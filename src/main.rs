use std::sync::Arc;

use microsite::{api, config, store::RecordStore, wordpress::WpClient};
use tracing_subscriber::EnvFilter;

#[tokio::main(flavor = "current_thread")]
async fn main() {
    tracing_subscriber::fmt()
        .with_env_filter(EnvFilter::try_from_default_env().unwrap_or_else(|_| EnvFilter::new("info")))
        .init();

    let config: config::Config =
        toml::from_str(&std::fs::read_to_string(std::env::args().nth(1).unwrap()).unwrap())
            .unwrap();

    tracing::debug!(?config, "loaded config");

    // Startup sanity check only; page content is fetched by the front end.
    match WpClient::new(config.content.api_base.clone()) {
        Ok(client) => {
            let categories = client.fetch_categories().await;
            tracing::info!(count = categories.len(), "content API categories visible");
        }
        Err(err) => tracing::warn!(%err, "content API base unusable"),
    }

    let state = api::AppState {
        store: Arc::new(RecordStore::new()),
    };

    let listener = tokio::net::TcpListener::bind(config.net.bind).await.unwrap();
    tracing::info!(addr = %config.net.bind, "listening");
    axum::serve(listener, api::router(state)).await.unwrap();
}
# # # # # # #
● TASK ITEM
In the listing above, how many lines hold the word "content"? Please state the number alone.

● YOUR SOLUTION
4